Penyebabnya adalah tidak terpenuhinya kuorum dalam rapat tersebut, meskipun Wakil Ketua DPR Sufmi Dasco Ahmad telah memberikan waktu skorsing selama 30 menit.

Dampaknya, keputusan mengenai revisi UU Pilkada ini pun harus ditunda hingga waktu yang belum ditentukan.

Situasi ini tentu menimbulkan tanda tanya besar, terutama mengingat pentingnya regulasi tersebut dalam menentukan jalannya Pilkada 2024.

Ketua Komisi Pemilihan Umum (KPU), Mochammad Afifudin, menyatakan bahwa pihaknya telah menyusun draf peraturan KPU (PKPU) sebagai langkah tindak lanjut dari putusan Mahkamah Konstitusi (MK).

Namun, tanpa adanya pengesahan dari DPR, KPU harus bergerak dengan dasar hukum yang ada, yaitu putusan MK yang berlaku.

Mungkinkah Pemerintah Lakukan Manuver?

RUU Pilkada Gagal Disahkan, Ada Apa di Balik Layar?

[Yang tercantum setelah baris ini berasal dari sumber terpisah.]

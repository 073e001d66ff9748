//! Test modules and their level gating
//!
//! Modules run in [`MODULE_PLAN`] order, each behind its level gate. Inside
//! a module the tests run in list order, each behind its own gate.

use bitflags::bitflags;
use log::{error, info, warn};

use crate::status::AvsStatus;
use crate::suite::SuiteContext;
use crate::test_case::{self, LevelGate, TestCase};

pub mod exerciser;
pub mod gic;
pub mod memory;
pub mod mpam;
pub mod pcie;
pub mod pe;
pub mod pmu;
pub mod ras;
pub mod smmu;
pub mod watchdog;

#[derive(Clone, Copy, Debug, PartialEq, Eq)]
pub enum Module {
    Pe,
    Memory,
    Gic,
    Smmu,
    Watchdog,
    Pcie,
    Exerciser,
    Mpam,
    Pmu,
    Ras,
}

bitflags! {
    #[derive(Clone, Copy, Debug, Default, PartialEq, Eq)]
    pub struct ModuleMask: u32 {
        const PE = 1 << 0;
        const MEMORY = 1 << 1;
        const GIC = 1 << 2;
        const SMMU = 1 << 3;
        const WATCHDOG = 1 << 4;
        const PCIE = 1 << 5;
        const EXERCISER = 1 << 6;
        const MPAM = 1 << 7;
        const PMU = 1 << 8;
        const RAS = 1 << 9;
    }
}

impl Module {
    /// First test number of the module; also its skip-list id.
    pub const fn test_base(self) -> u32 {
        match self {
            Self::Pe => 0,
            Self::Gic => 100,
            Self::Watchdog => 300,
            Self::Pcie => 400,
            Self::Smmu => 700,
            Self::Exerciser => 800,
            Self::Memory => 1100,
            Self::Mpam => 1200,
            Self::Pmu => 1300,
            Self::Ras => 1400,
        }
    }

    pub const fn name(self) -> &'static str {
        match self {
            Self::Pe => "PE",
            Self::Memory => "Memory",
            Self::Gic => "GIC",
            Self::Smmu => "SMMU",
            Self::Watchdog => "Watchdog",
            Self::Pcie => "PCIe",
            Self::Exerciser => "Exerciser",
            Self::Mpam => "MPAM",
            Self::Pmu => "PMU",
            Self::Ras => "RAS",
        }
    }

    pub const fn mask(self) -> ModuleMask {
        match self {
            Self::Pe => ModuleMask::PE,
            Self::Memory => ModuleMask::MEMORY,
            Self::Gic => ModuleMask::GIC,
            Self::Smmu => ModuleMask::SMMU,
            Self::Watchdog => ModuleMask::WATCHDOG,
            Self::Pcie => ModuleMask::PCIE,
            Self::Exerciser => ModuleMask::EXERCISER,
            Self::Mpam => ModuleMask::MPAM,
            Self::Pmu => ModuleMask::PMU,
            Self::Ras => ModuleMask::RAS,
        }
    }

    pub fn tests(self) -> &'static [TestCase] {
        match self {
            Self::Pe => pe::TESTS,
            Self::Memory => memory::TESTS,
            Self::Gic => gic::TESTS,
            Self::Smmu => smmu::TESTS,
            Self::Watchdog => watchdog::TESTS,
            Self::Pcie => pcie::TESTS,
            Self::Exerciser => exerciser::TESTS,
            Self::Mpam => mpam::TESTS,
            Self::Pmu => pmu::TESTS,
            Self::Ras => ras::TESTS,
        }
    }

    /// Module a test number belongs to.
    pub fn of_test(num: u32) -> Option<Self> {
        MODULE_PLAN
            .iter()
            .map(|plan| plan.module)
            .find(|module| (module.test_base()..module.test_base() + 100).contains(&num))
    }
}

#[derive(Clone, Copy, Debug)]
pub struct ModulePlan {
    pub module: Module,
    pub gate: LevelGate,
}

pub const MODULE_PLAN: [ModulePlan; 10] = [
    ModulePlan { module: Module::Pe, gate: LevelGate::Always },
    ModulePlan { module: Module::Memory, gate: LevelGate::Always },
    ModulePlan { module: Module::Gic, gate: LevelGate::Always },
    ModulePlan { module: Module::Smmu, gate: LevelGate::Above(3) },
    ModulePlan { module: Module::Watchdog, gate: LevelGate::Above(5) },
    ModulePlan { module: Module::Pcie, gate: LevelGate::Above(5) },
    ModulePlan { module: Module::Exerciser, gate: LevelGate::Always },
    ModulePlan { module: Module::Mpam, gate: LevelGate::Above(6) },
    ModulePlan { module: Module::Pmu, gate: LevelGate::Above(6) },
    ModulePlan { module: Module::Ras, gate: LevelGate::Above(6) },
];

/// Modules whose gate admits `level`.
pub fn modules_for_level(level: u32) -> ModuleMask {
    MODULE_PLAN
        .iter()
        .filter(|plan| plan.gate.admits(level))
        .fold(ModuleMask::empty(), |mask, plan| mask | plan.module.mask())
}

/// Runs every module admitted at the configured level.
pub fn run_modules(ctx: &mut SuiteContext<'_>, num_pe: usize) -> AvsStatus {
    let level = ctx.rt.level();
    MODULE_PLAN
        .iter()
        .filter(|plan| plan.gate.admits(level))
        .fold(AvsStatus::Skip, |status, plan| {
            status.combine(execute_module(ctx, plan.module, num_pe))
        })
}

fn precondition(ctx: &SuiteContext<'_>, module: Module) -> Option<&'static str> {
    match module {
        Module::Smmu if ctx.rt.tables.iovirt().smmu_count() == 0 => {
            Some("No SMMU Controller Found")
        }
        Module::Pcie if !ctx.rt.config.enable_pcie_tests => Some("PCIe tests disabled"),
        _ => None,
    }
}

/// Runs the tests of one module, honoring module-wide skip directives.
pub fn execute_module(ctx: &mut SuiteContext<'_>, module: Module, num_pe: usize) -> AvsStatus {
    let config = ctx.rt.config;
    let base = module.test_base();

    if config.skip.contains(base) {
        info!("      USER Override - Skipping all {} tests", module.name());
        return AvsStatus::Skip;
    }
    if let Some(single) = config.single_module {
        let single_test_here = config
            .single_test
            .map_or(false, |test| Module::of_test(test) == Some(module));
        if single != base && !single_test_here {
            info!(" USER Override - Skipping all {} tests (Running only a single module)", module.name());
            return AvsStatus::Skip;
        }
    }
    if let Some(reason) = precondition(ctx, module) {
        warn!("      {}, Skipping {} tests...", reason, module.name());
        return AvsStatus::Skip;
    }

    info!("");
    info!("      *** Starting {} tests ***", module.name());
    ctx.current_module = Some(module);
    ctx.modules_run |= module.mask();

    let level = ctx.rt.level();
    let mut status = AvsStatus::Skip;
    for case in module.tests().iter().filter(|case| case.gate.admits(level)) {
        let result = test_case::execute(ctx, case, num_pe);
        status = status.combine(result);
        if case.gatekeeper && result != AvsStatus::Pass {
            error!("      {} not compliant, Skipping remaining {} tests", case.rule, module.name());
            status = AvsStatus::Skip;
            break;
        }
    }

    if status == AvsStatus::Pass {
        info!("      All {} tests passed!!", module.name());
    } else {
        info!("      One or more {} tests failed or were skipped.", module.name());
    }
    ctx.current_module = None;
    status
}

#[cfg(test)]
mod tests {
    use super::*;

    #[test]
    fn gating_is_monotonic() {
        for level in 1..7 {
            let lower = modules_for_level(level);
            let higher = modules_for_level(level + 1);
            assert!(higher.contains(lower), "level {} -> {}", level, level + 1);
        }
        assert!(!modules_for_level(3).contains(ModuleMask::SMMU));
        assert!(modules_for_level(4).contains(ModuleMask::SMMU));
        assert!(modules_for_level(7).contains(ModuleMask::all()));
    }

    #[test]
    fn test_numbers_belong_to_their_module() {
        for plan in MODULE_PLAN {
            for case in plan.module.tests() {
                assert_eq!(Module::of_test(case.num), Some(plan.module), "{}", case.rule);
            }
        }
    }
}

Pengamat hukum tata negara dari Universitas Brawijaya, Muhammad Ali Safa’at, menilai bahwa meskipun peluang pemerintah untuk menganulir putusan MK melalui perubahan UU Pilkada semakin sempit, masih ada potensi upaya lain yang bisa dilakukan.

Salah satunya adalah melalui penerbitan Peraturan Pemerintah Pengganti Undang-Undang (Perppu) oleh Presiden Jokowi. Namun, akan menyalahi putusan MK yang sudah final.

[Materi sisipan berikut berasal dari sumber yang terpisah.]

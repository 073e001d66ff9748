//! Test lifecycle
//!
//! ```text
//! INIT --excluded--> SKIPPED --+
//!   |                          +--> CHECK --> REPORTED
//!   +-----> RUNNING -----------+
//! ```
//!
//! INIT marks every participant PENDING and applies the skip directives.
//! RUNNING hands the payload to the coordinator. CHECK folds the per-PE
//! slots into one verdict; a slot still PENDING counts as FAIL. REPORTED
//! prints the verdict and bumps the counters.

use log::{error, info, warn};

use crate::coordinator::{self, Payload, PeSet};
use crate::status::{AvsStatus, TestResult};
use crate::suite::SuiteContext;

/// Compliance level condition of a module or test.
#[derive(Clone, Copy, Debug, PartialEq, Eq)]
pub enum LevelGate {
    Always,
    /// Runs when the target level is strictly above the value.
    Above(u32),
}

impl LevelGate {
    pub const fn admits(self, level: u32) -> bool {
        match self {
            Self::Always => true,
            Self::Above(min) => level > min,
        }
    }
}

/// PEs a test runs on.
#[derive(Clone, Copy, Debug, PartialEq, Eq)]
pub enum PeScope {
    /// The calling PE only.
    Single,
    /// Every described PE.
    All,
}

pub struct TestCase {
    pub num: u32,
    pub desc: &'static str,
    pub rule: &'static str,
    pub payload: Payload,
    pub gate: LevelGate,
    pub scope: PeScope,
    /// A failure skips the rest of the module.
    pub gatekeeper: bool,
}

impl TestCase {
    pub const fn new(num: u32, desc: &'static str, rule: &'static str, payload: Payload) -> Self {
        Self {
            num,
            desc,
            rule,
            payload,
            gate: LevelGate::Always,
            scope: PeScope::Single,
            gatekeeper: false,
        }
    }

    pub const fn above(mut self, level: u32) -> Self {
        self.gate = LevelGate::Above(level);
        self
    }

    pub const fn on_all_pes(mut self) -> Self {
        self.scope = PeScope::All;
        self
    }

    pub const fn gatekeeper(mut self) -> Self {
        self.gatekeeper = true;
        self
    }
}

#[derive(Clone, Copy, Debug, PartialEq, Eq)]
pub enum TestPhase {
    Init,
    Skipped,
    Running,
    Check,
    Reported,
}

impl TestPhase {
    pub const fn can_enter(self, next: Self) -> bool {
        matches!(
            (self, next),
            (Self::Init, Self::Skipped)
                | (Self::Init, Self::Running)
                | (Self::Skipped, Self::Check)
                | (Self::Running, Self::Check)
                | (Self::Check, Self::Reported)
        )
    }
}

struct Lifecycle {
    num: u32,
    phase: TestPhase,
}

impl Lifecycle {
    fn enter(&mut self, next: TestPhase) {
        if !self.phase.can_enter(next) {
            error!("test {}: {:?} -> {:?} out of order", self.num, self.phase, next);
        }
        self.phase = next;
    }
}

/// Runs one test through its whole lifecycle and returns its verdict.
pub fn execute(ctx: &mut SuiteContext<'_>, case: &TestCase, num_pe: usize) -> AvsStatus {
    let rt = ctx.rt;
    let level = rt.level();
    let num_pe = match case.scope {
        PeScope::Single => 1,
        PeScope::All => num_pe,
    };
    let mut life = Lifecycle {
        num: case.num,
        phase: TestPhase::Init,
    };

    if case.desc.is_empty() || case.rule.is_empty() || case.num > 0xFFF {
        error!("test {}: malformed test description", case.num);
        ctx.counters.record(AvsStatus::Error);
        return AvsStatus::Error;
    }
    info!("{:5} : {}", case.num, case.desc);

    let participants: PeSet = coordinator::participants(&rt, num_pe);
    for pe in participants.iter() {
        rt.registry.set_status(pe, TestResult::pending(level, case.num));
    }

    let participants = match ctx.skip_reason(case.num) {
        Some(reason) => {
            life.enter(TestPhase::Skipped);
            info!("        test skipped: {}", reason);
            for pe in participants.iter() {
                rt.registry.set_status(pe, TestResult::skip(level, case.num, 0));
            }
            participants
        }
        None => {
            life.enter(TestPhase::Running);
            coordinator::run_test_payload(&ctx.rt, case.num, num_pe, case.payload, 0)
        }
    };

    life.enter(TestPhase::Check);
    let status = rt.registry.check_for_error(case.num, participants.iter(), case.rule);

    life.enter(TestPhase::Reported);
    ctx.counters.record(status);
    match status {
        AvsStatus::Pass | AvsStatus::Skip => info!("        {}: Result: {}", case.rule, status.label()),
        AvsStatus::Fail | AvsStatus::Error => warn!("        {}: Result: {}", case.rule, status.label()),
    }
    status
}

#[cfg(test)]
mod tests {
    use super::*;

    #[test]
    fn phase_order() {
        use TestPhase::*;
        assert!(Init.can_enter(Skipped));
        assert!(Init.can_enter(Running));
        assert!(Running.can_enter(Check));
        assert!(!Init.can_enter(Check));
        assert!(!Reported.can_enter(Init));
    }

    #[test]
    fn level_gate() {
        assert!(LevelGate::Always.admits(1));
        assert!(!LevelGate::Above(3).admits(3));
        assert!(LevelGate::Above(3).admits(4));
    }
}
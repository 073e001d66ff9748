//! RAS checks

use crate::coordinator::PeEnv;
use crate::status::AvsStatus;
use crate::sysreg::{extract_bits, PeFeature, RegId};
use crate::test_case::TestCase;

const BASE: u32 = 1400;

pub const TESTS: &[TestCase] = &[
    TestCase::new(BASE + 1, "Check RAS extension                 ", "RAS_01", extension).on_all_pes(),
    TestCase::new(BASE + 2, "Check PE RAS error node             ", "RAS_02", pe_node).on_all_pes(),
    TestCase::new(BASE + 3, "Check PE error records              ", "RAS_03", error_records).on_all_pes(),
];

fn extension(env: &PeEnv<'_>) {
    match env.feat_check(PeFeature::Ras) {
        AvsStatus::Pass => env.pass(1),
        _ => env.fail(1),
    }
}

fn pe_node(env: &PeEnv<'_>) {
    let Ok(mpidr) = env.tables().pe().mpidr(env.index) else {
        env.fail(crate::status::REASON_BAD_PE_INDEX);
        return;
    };
    if env.tables().ras().pe_node(mpidr).is_some() {
        env.pass(1);
    } else {
        log::error!("PE {}: no RAS node for MPIDR {:#x}", env.index, mpidr);
        env.fail(1);
    }
}

fn error_records(env: &PeEnv<'_>) {
    // ERRIDR_EL1.NUM
    if extract_bits(env.reg_read(RegId::ErridrEl1), 0, 15) == 0 {
        env.fail(1);
    } else {
        env.pass(1);
    }
}
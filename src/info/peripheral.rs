//! Peripheral info table (USB, SATA, UART controllers)

use super::{InfoTable, TableWriter};

#[repr(u32)]
#[derive(Clone, Copy, Debug, PartialEq, Eq)]
pub enum PeripheralKind {
    Usb,
    Sata,
    Uart,
    Other,
}

#[repr(C)]
#[derive(Clone, Copy, Debug, PartialEq, Eq)]
pub struct PeripheralEntry {
    pub kind: PeripheralKind,
    /// PCIe BDF for PCIe-attached controllers, 0 otherwise.
    pub bdf: u32,
    pub base0: u64,
    pub base1: u64,
    pub irq: u32,
    pub flags: u32,
}

pub type PeripheralTable = InfoTable<(), PeripheralEntry>;
pub type PeripheralWriter<'a> = TableWriter<'a, (), PeripheralEntry>;

impl PeripheralTable {
    pub fn of_kind(&self, kind: PeripheralKind) -> impl Iterator<Item = &PeripheralEntry> + '_ {
        self.entries().iter().filter(move |entry| entry.kind == kind)
    }

    pub fn count(&self, kind: PeripheralKind) -> usize {
        self.of_kind(kind).count()
    }
}
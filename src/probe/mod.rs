//! Platform discovery
//!
//! A probe knows how to describe one platform. Table creation hands it one
//! writer per table; whatever it pushes becomes the table content. PE and
//! GIC must be described, every other table may stay empty.

use crate::error::AvsError;
use crate::info::cache::CacheWriter;
use crate::info::gic::GicWriter;
use crate::info::iovirt::IovirtWriter;
use crate::info::memory::MemoryWriter;
use crate::info::mpam::MpamWriter;
use crate::info::numa::{HmatWriter, SratWriter};
use crate::info::pcie::PcieWriter;
use crate::info::pe::PeWriter;
use crate::info::peripheral::PeripheralWriter;
use crate::info::pmu::PmuWriter;
use crate::info::ras::{Ras2Writer, RasWriter};
use crate::info::timer::TimerWriter;
use crate::info::watchdog::WatchdogWriter;

#[cfg(feature = "fdt-probe")]
pub mod devicetree;
pub mod platform_override;

#[cfg(feature = "fdt-probe")]
pub use devicetree::FdtProbe;
pub use platform_override::OverrideProbe;

pub trait PlatformProbe {
    fn fill_pe(&self, table: &mut PeWriter<'_>) -> Result<(), AvsError>;
    fn fill_gic(&self, table: &mut GicWriter<'_>) -> Result<(), AvsError>;

    fn fill_timer(&self, _table: &mut TimerWriter<'_>) -> Result<(), AvsError> {
        Ok(())
    }

    fn fill_watchdog(&self, _table: &mut WatchdogWriter<'_>) -> Result<(), AvsError> {
        Ok(())
    }

    fn fill_pcie(&self, _table: &mut PcieWriter<'_>) -> Result<(), AvsError> {
        Ok(())
    }

    fn fill_iovirt(&self, _table: &mut IovirtWriter<'_>) -> Result<(), AvsError> {
        Ok(())
    }

    fn fill_peripheral(&self, _table: &mut PeripheralWriter<'_>) -> Result<(), AvsError> {
        Ok(())
    }

    fn fill_memory(&self, _table: &mut MemoryWriter<'_>) -> Result<(), AvsError> {
        Ok(())
    }

    fn fill_pmu(&self, _table: &mut PmuWriter<'_>) -> Result<(), AvsError> {
        Ok(())
    }

    fn fill_ras(&self, _table: &mut RasWriter<'_>) -> Result<(), AvsError> {
        Ok(())
    }

    fn fill_ras2(&self, _table: &mut Ras2Writer<'_>) -> Result<(), AvsError> {
        Ok(())
    }

    fn fill_cache(&self, _table: &mut CacheWriter<'_>) -> Result<(), AvsError> {
        Ok(())
    }

    fn fill_mpam(&self, _table: &mut MpamWriter<'_>) -> Result<(), AvsError> {
        Ok(())
    }

    fn fill_hmat(&self, _table: &mut HmatWriter<'_>) -> Result<(), AvsError> {
        Ok(())
    }

    fn fill_srat(&self, _table: &mut SratWriter<'_>) -> Result<(), AvsError> {
        Ok(())
    }
}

“Kita harus waspada jika ada upaya memaksakan perubahan aturan berbeda dari putusan MK. PKPU yang tidak sejalan dengan putusan MK akan cacat secara hukum dan konstitusional,” jelas Ali.

Ia juga menambahkan bahwa penerbitan Perppu Pilkada hanya akan menciptakan ketidakpastian hukum dan berpotensi memicu gelombang protes dari masyarakat.

DPR dan Jokowi, Akankah Ada Gerakan Tersembunyi?

Pengamat komunikasi politik dari Universitas Esa Unggul, M Jamiluddin Ritonga, menyoroti adanya potensi gerakan dari DPR maupun Istana untuk kembali mengangkat RUU Pilkada menjelang masa pendaftaran calon kepala daerah yang tinggal menghitung hari.

Menurutnya, meskipun DPR telah menyatakan pembatalan pengesahan RUU Pilkada, peluang untuk melakukan sidang paripurna secara mendadak masih terbuka lebar.

“Ada kekhawatiran DPR kembali mengajukan RUU Pilkada dalam sidang paripurna sebelum masa pendaftaran calon yang akan dimulai pada 27 September. Jika hal ini terjadi, maka bisa dipastikan adanya intervensi eksternal yang kuat,” ungkap Jamiluddin.

Massa dan Kekhawatiran Reformasi Jilid II

Kekhawatiran akan kembalinya aksi massa besar-besaran seperti Reformasi 1998 juga diutarakan oleh beberapa pengamat.

Jika DPR atau Istana memaksakan perubahan UU Pilkada yang bertentangan dengan putusan MK, massa diprediksi akan turun ke jalan dengan jumlah yang lebih besar.

“Jika tekanan massa terus meningkat, bisa jadi kita akan melihat reformasi jilid II,” tambah Jamiluddin.

Ia menekankan pentingnya masyarakat untuk terus mengawasi setiap langkah yang diambil oleh DPR dan pemerintah terkait UU Pilkada.

Dengan kondisi politik yang masih belum pasti, perhatian publik kini tertuju pada DPR dan Presiden Jokowi.

Apakah mereka akan mematuhi putusan MK, atau justru mencoba manuver lain untuk mengubah jalannya Pilkada 2024? Hanya waktu yang akan menjawabnya.